==== Data listing

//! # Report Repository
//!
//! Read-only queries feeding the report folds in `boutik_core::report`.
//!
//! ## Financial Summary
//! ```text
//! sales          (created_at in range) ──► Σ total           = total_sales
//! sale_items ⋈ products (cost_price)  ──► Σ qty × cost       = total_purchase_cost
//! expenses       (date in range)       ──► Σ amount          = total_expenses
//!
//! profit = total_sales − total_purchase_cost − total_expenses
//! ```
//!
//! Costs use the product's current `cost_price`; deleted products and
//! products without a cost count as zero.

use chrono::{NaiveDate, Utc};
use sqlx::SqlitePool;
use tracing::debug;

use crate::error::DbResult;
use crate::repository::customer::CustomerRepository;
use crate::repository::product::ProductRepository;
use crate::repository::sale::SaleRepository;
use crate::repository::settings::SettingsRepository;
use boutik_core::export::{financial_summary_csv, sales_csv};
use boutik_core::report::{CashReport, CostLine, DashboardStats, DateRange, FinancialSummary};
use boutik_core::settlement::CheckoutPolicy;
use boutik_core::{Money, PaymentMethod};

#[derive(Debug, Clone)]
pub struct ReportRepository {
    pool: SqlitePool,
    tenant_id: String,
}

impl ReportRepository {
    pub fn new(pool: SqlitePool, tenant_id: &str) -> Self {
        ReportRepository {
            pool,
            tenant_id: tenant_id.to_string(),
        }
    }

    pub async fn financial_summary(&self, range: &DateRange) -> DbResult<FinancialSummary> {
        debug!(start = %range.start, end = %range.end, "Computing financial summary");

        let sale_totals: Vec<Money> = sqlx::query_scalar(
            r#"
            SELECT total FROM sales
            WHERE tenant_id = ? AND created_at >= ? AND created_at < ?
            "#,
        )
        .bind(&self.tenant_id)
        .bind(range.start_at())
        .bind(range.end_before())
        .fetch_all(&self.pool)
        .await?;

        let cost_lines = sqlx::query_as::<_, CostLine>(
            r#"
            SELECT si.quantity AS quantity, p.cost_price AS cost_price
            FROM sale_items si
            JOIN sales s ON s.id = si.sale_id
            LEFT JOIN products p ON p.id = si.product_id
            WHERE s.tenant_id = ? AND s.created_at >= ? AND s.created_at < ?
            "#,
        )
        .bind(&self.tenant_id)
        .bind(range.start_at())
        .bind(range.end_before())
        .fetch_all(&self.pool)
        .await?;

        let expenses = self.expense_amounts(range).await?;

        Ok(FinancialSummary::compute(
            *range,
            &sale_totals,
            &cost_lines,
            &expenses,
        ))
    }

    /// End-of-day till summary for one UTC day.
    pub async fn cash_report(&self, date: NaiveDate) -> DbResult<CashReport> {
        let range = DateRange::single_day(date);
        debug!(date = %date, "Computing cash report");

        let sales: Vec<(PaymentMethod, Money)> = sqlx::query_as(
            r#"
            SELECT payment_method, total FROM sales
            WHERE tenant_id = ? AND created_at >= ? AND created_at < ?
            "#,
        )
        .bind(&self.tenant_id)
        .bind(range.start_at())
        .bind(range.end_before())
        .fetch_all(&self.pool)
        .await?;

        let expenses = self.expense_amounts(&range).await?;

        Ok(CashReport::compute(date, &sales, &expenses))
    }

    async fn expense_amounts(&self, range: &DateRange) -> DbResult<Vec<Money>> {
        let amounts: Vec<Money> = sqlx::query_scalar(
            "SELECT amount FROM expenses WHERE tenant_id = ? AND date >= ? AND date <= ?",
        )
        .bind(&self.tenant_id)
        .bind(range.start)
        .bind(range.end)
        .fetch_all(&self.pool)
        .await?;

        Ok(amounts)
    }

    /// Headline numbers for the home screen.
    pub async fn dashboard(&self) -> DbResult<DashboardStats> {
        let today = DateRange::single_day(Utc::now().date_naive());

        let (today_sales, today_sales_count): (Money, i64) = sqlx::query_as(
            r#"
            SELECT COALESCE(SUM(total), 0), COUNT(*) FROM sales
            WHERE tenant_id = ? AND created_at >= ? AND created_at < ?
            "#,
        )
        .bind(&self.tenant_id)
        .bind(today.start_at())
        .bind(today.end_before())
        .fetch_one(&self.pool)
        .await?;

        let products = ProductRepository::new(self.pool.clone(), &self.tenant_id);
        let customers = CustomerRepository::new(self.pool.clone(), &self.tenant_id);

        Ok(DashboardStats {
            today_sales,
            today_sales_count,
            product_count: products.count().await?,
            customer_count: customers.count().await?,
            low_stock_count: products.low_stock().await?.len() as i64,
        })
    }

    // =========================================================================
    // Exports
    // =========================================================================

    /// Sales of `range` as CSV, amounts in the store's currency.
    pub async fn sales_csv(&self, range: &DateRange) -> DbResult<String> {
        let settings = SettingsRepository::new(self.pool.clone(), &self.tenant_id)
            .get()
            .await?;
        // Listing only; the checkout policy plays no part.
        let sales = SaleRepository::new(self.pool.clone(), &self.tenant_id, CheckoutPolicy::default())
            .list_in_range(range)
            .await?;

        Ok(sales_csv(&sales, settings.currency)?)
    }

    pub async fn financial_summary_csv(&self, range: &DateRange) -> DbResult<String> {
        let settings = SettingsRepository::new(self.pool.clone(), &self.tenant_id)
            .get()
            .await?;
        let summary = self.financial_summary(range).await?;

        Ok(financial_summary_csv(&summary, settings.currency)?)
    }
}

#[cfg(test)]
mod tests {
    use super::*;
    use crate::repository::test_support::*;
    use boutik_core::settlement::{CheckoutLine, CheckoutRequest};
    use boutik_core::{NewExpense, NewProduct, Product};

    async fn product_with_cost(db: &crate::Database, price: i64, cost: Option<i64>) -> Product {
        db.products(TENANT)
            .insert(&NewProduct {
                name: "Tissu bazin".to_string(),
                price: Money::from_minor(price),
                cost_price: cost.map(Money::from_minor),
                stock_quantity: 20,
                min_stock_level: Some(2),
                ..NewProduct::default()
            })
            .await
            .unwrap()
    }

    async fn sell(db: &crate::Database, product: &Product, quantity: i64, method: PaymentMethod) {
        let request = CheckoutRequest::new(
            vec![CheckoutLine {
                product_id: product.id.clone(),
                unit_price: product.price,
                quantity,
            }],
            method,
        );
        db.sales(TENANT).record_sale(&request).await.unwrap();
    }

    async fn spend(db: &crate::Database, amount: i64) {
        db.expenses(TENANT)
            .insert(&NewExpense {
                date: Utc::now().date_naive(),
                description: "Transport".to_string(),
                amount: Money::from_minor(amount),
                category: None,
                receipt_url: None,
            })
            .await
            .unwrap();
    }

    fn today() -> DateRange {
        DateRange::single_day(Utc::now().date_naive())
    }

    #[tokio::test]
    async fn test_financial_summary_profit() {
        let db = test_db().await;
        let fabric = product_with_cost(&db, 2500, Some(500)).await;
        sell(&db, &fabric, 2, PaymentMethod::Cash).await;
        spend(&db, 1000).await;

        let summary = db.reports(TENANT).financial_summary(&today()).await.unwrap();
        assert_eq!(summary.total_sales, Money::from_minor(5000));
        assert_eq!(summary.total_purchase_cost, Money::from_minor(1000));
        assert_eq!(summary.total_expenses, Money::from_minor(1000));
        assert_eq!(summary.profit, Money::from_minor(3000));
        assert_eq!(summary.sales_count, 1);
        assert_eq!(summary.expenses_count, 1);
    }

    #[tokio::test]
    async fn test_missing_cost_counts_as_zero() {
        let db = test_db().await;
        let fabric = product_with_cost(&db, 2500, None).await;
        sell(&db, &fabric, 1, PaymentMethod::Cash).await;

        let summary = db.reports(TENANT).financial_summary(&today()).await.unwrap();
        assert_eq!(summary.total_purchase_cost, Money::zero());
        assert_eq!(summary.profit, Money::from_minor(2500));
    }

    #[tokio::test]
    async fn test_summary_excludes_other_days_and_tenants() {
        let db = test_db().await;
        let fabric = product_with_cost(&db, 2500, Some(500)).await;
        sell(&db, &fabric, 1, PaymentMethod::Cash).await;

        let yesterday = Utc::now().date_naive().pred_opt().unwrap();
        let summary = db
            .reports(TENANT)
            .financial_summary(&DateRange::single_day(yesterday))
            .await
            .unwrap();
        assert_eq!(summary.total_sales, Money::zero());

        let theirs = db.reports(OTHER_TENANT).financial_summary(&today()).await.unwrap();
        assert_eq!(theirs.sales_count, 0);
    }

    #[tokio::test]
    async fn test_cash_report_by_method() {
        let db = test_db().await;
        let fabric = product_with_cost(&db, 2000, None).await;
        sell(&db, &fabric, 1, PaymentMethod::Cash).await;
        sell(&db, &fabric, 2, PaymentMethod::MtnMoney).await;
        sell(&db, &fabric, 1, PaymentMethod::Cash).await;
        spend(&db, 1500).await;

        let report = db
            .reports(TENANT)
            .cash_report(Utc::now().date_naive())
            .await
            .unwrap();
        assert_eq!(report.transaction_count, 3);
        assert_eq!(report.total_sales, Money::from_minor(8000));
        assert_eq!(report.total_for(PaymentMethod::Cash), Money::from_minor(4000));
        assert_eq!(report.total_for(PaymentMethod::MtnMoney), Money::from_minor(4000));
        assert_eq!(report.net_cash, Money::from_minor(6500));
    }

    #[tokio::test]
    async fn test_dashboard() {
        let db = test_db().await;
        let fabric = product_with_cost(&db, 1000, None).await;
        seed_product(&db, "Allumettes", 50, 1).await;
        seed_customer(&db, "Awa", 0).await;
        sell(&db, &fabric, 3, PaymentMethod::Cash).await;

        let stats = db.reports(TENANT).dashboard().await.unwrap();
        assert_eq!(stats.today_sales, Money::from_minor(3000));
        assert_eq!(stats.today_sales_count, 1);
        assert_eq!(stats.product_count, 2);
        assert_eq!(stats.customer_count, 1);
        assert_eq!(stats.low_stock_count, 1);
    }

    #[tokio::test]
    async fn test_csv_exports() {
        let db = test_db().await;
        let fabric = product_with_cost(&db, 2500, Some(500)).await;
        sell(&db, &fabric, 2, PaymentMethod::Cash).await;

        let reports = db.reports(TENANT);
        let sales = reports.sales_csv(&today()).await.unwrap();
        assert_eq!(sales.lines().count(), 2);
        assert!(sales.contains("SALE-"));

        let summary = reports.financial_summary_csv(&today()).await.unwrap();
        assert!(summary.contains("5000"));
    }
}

========

Task instructions: All lines that hold the word "currency" should be copied from the data.

Response below:
    /// Sales of `range` as CSV, amounts in the store's currency.
        Ok(sales_csv(&sales, settings.currency)?)
        Ok(financial_summary_csv(&summary, settings.currency)?)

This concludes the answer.